How do the records below read from their first line through the line containing "use crate::storage::PAGE_SIZE;"? Write those lines out exactly.

....

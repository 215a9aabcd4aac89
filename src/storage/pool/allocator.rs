//! Slab pool implementation

use super::handle::Handle;
use super::size_class::{calculate_size_classes, SizeClass};
use super::ObjectPool;
use crate::config::PoolConfig;
use crate::error::{Error, Result};
use crate::storage::PAGE_SIZE;
use parking_lot::lock_api::ArcMutexGuard;
use parking_lot::{Mutex, RawMutex};
use std::ops::{Deref, DerefMut};
use std::sync::atomic::{AtomicU64, Ordering};
use tracing::{debug, info, warn};

/// Size-class object pool backed by in-memory chunks
///
/// Every size class owns a list of chunks; an object occupies one slot of
/// the smallest class that fits it. Chunks are only allocated when a class
/// runs out of free slots and are given back once empty. The total is
/// capped by `max_bytes`.
pub struct SlabPool {
    /// Size classes (sorted by size)
    size_classes: Vec<Mutex<SizeClass>>,
    /// Slot size of each class, for lock-free lookup
    class_sizes: Vec<usize>,
    max_bytes: Option<u64>,
    /// Bytes of chunk memory handed out across all classes
    reserved: AtomicU64,
}

impl SlabPool {
    /// Create a pool whose largest class holds a full page
    pub fn new(config: &PoolConfig) -> Result<Self> {
        if config.min_class_size == 0 || config.min_class_size > PAGE_SIZE {
            return Err(Error::Config(format!(
                "Invalid minimum class size {}",
                config.min_class_size
            )));
        }
        if config.slots_per_chunk == 0 {
            return Err(Error::Config("slots_per_chunk must be non-zero".to_string()));
        }

        let sizes = calculate_size_classes(config.min_class_size, PAGE_SIZE);
        info!(
            classes = sizes.len(),
            max_bytes = ?config.max_bytes,
            "Initializing slab pool"
        );
        debug!(?sizes, "Slab pool size classes");

        let size_classes = sizes
            .iter()
            .enumerate()
            .map(|(index, &size)| {
                Mutex::new(SizeClass::new(index as u16, size, config.slots_per_chunk))
            })
            .collect();

        Ok(Self {
            size_classes,
            class_sizes: sizes,
            max_bytes: config.max_bytes,
            reserved: AtomicU64::new(0),
        })
    }

    /// Number of size classes
    pub fn num_classes(&self) -> usize {
        self.size_classes.len()
    }

    /// Slot size of a size class
    pub fn class_size(&self, index: usize) -> Option<usize> {
        self.class_sizes.get(index).copied()
    }

    /// Per-class statistics
    pub fn stats(&self) -> PoolStats {
        let mut stats = PoolStats::default();

        for sc in &self.size_classes {
            let sc = sc.lock();
            let class_stats = SizeClassStats {
                index: sc.index as usize,
                slot_size: sc.slot_size,
                reserved_bytes: sc.reserved_bytes(),
                free_slots: sc.free_count() as u64,
                live_objects: sc.live_count(),
            };
            stats.total_reserved += class_stats.reserved_bytes;
            stats.live_objects += class_stats.live_objects;
            stats.size_classes.push(class_stats);
        }

        stats
    }

    fn class_for(&self, size: usize) -> Result<usize> {
        let idx = self.class_sizes.partition_point(|&slot_size| slot_size < size);
        if idx == self.class_sizes.len() {
            return Err(Error::Pool(format!(
                "Object size {} exceeds largest size class {}",
                size, PAGE_SIZE
            )));
        }
        Ok(idx)
    }

    /// Account for a new chunk, failing if it would exceed the limit
    fn reserve(&self, bytes: usize) -> bool {
        let bytes = bytes as u64;
        let limit = self.max_bytes.unwrap_or(u64::MAX);
        self.reserved
            .fetch_update(Ordering::AcqRel, Ordering::Acquire, |current| {
                current.checked_add(bytes).filter(|&total| total <= limit)
            })
            .is_ok()
    }

    fn class(&self, handle: Handle) -> Result<&Mutex<SizeClass>> {
        self.size_classes
            .get(handle.size_class())
            .ok_or_else(|| Error::Pool(format!("Invalid size class in {}", handle)))
    }
}

impl ObjectPool for SlabPool {
    type Mapping = SlabMapping;

    fn alloc(&self, size: usize) -> Result<Handle> {
        if size == 0 {
            return Err(Error::Pool("Zero-sized allocation".to_string()));
        }
        let idx = self.class_for(size)?;

        let mut sc = self.size_classes[idx].lock();
        debug_assert!(sc.can_fit(size));
        if !sc.has_capacity() {
            let chunk_bytes = sc.chunk_bytes();
            if !self.reserve(chunk_bytes) {
                warn!(size, class = idx, "Slab pool limit reached");
                return Err(Error::OutOfMemory { requested: size });
            }
            sc.grow();
            debug!(class = idx, chunk_bytes, "Grew size class");
        }
        let slot = sc
            .allocate()
            .ok_or_else(|| Error::Pool(format!("Size class {} has no free slot", idx)))?;

        Ok(Handle::new(idx as u16, slot))
    }

    fn free(&self, handle: Handle) -> Result<()> {
        let mut sc = self.class(handle)?.lock();
        let before = sc.reserved_bytes();
        if !sc.free(handle.slot()) {
            return Err(Error::Pool(format!("Free of unallocated {}", handle)));
        }
        let released = before - sc.reserved_bytes();
        if released > 0 {
            self.reserved.fetch_sub(released, Ordering::AcqRel);
            debug!(class = handle.size_class(), released, "Released empty chunk");
        }
        Ok(())
    }

    fn map(&self, handle: Handle) -> Result<SlabMapping> {
        let (chunk, start, len) = {
            let sc = self.class(handle)?.lock();
            let (chunk, start) = sc
                .locate(handle.slot())
                .ok_or_else(|| Error::Pool(format!("Map of unallocated {}", handle)))?;
            (chunk, start, sc.slot_size)
        };
        // Class lock is released before blocking on the chunk
        Ok(SlabMapping {
            guard: chunk.lock_arc(),
            start,
            len,
        })
    }

    fn total_bytes(&self) -> u64 {
        self.reserved.load(Ordering::Acquire)
    }

    fn live_objects(&self) -> u64 {
        self.size_classes.iter().map(|sc| sc.lock().live_count()).sum()
    }
}

/// Scoped view of one object; dropping it unmaps the object
pub struct SlabMapping {
    guard: ArcMutexGuard<RawMutex, Box<[u8]>>,
    start: usize,
    len: usize,
}

impl Deref for SlabMapping {
    type Target = [u8];

    fn deref(&self) -> &[u8] {
        &self.guard[self.start..self.start + self.len]
    }
}

impl DerefMut for SlabMapping {
    fn deref_mut(&mut self) -> &mut [u8] {
        &mut self.guard[self.start..self.start + self.len]
    }
}

/// Statistics for the slab pool
#[derive(Debug, Default)]
pub struct PoolStats {
    pub size_classes: Vec<SizeClassStats>,
    pub total_reserved: u64,
    pub live_objects: u64,
}

#[derive(Debug, Clone, Copy)]
pub struct SizeClassStats {
    pub index: usize,
    pub slot_size: usize,
    pub reserved_bytes: u64,
    pub free_slots: u64,
    pub live_objects: u64,
}

#[cfg(test)]
mod tests {
    use super::*;

    fn small_pool(max_bytes: Option<u64>) -> Result<SlabPool> {
        SlabPool::new(&PoolConfig {
            min_class_size: 32,
            slots_per_chunk: 4,
            max_bytes,
        })
    }

    #[test]
    fn test_pool_basic() -> Result<()> {
        let pool = small_pool(None)?;

        let handle = pool.alloc(100)?;
        let class_size = pool.class_size(handle.size_class()).unwrap();
        assert!(class_size >= 100);

        {
            let mut mapping = pool.map(handle)?;
            assert_eq!(mapping.len(), class_size);
            mapping[..12].copy_from_slice(b"Hello, Slab!");
        }

        let mapping = pool.map(handle)?;
        assert_eq!(&mapping[..12], b"Hello, Slab!");
        drop(mapping);

        pool.free(handle)?;
        assert_eq!(pool.live_objects(), 0);
        Ok(())
    }

    #[test]
    fn test_pool_reuse() -> Result<()> {
        let pool = small_pool(None)?;

        let first = pool.alloc(50)?;
        let second = pool.alloc(50)?;
        assert_ne!(first, second);

        pool.free(first)?;
        assert_eq!(pool.alloc(50)?, first);
        Ok(())
    }

    #[test]
    fn test_full_page_fits() -> Result<()> {
        let pool = small_pool(None)?;
        let handle = pool.alloc(PAGE_SIZE)?;
        assert_eq!(pool.map(handle)?.len(), PAGE_SIZE);
        assert!(matches!(pool.alloc(PAGE_SIZE + 1), Err(Error::Pool(_))));
        Ok(())
    }

    #[test]
    fn test_pool_limit() -> Result<()> {
        // Room for exactly one chunk of 4 full pages
        let pool = small_pool(Some(4 * PAGE_SIZE as u64))?;
        for _ in 0..4 {
            pool.alloc(PAGE_SIZE)?;
        }
        assert!(matches!(
            pool.alloc(PAGE_SIZE),
            Err(Error::OutOfMemory { .. })
        ));
        assert_eq!(pool.total_bytes(), 4 * PAGE_SIZE as u64);
        Ok(())
    }

    #[test]
    fn test_freed_chunks_return_to_limit() -> Result<()> {
        let pool = small_pool(Some(4 * PAGE_SIZE as u64))?;
        let handles = (0..4)
            .map(|_| pool.alloc(PAGE_SIZE))
            .collect::<Result<Vec<_>>>()?;
        for handle in handles {
            pool.free(handle)?;
        }
        assert_eq!(pool.total_bytes(), 0);
        assert_eq!(pool.stats().total_reserved, 0);

        // The released budget is available to another class
        pool.alloc(100)?;
        assert!(pool.total_bytes() > 0);
        Ok(())
    }

    #[test]
    fn test_invalid_free_and_map() -> Result<()> {
        let pool = small_pool(None)?;
        let handle = pool.alloc(64)?;
        pool.free(handle)?;

        assert!(matches!(pool.free(handle), Err(Error::Pool(_))));
        assert!(pool.map(handle).is_err());
        assert!(pool.free(Handle::new(999, 0)).is_err());
        Ok(())
    }

    #[test]
    fn test_pool_stats() -> Result<()> {
        let pool = small_pool(None)?;
        pool.alloc(50)?;
        pool.alloc(100)?;
        pool.alloc(2000)?;

        let stats = pool.stats();
        assert_eq!(stats.size_classes.len(), pool.num_classes());
        assert_eq!(stats.live_objects, 3);
        assert_eq!(stats.total_reserved, pool.total_bytes());
        Ok(())
    }
}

....

YOUR SOLUTION:
repository 215a9aabcd4aac89
filename src/storage/pool/allocator.rs
//! Slab pool implementation

use super::handle::Handle;
use super::size_class::{calculate_size_classes, SizeClass};
use super::ObjectPool;
use crate::config::PoolConfig;
use crate::error::{Error, Result};
use crate::storage::PAGE_SIZE;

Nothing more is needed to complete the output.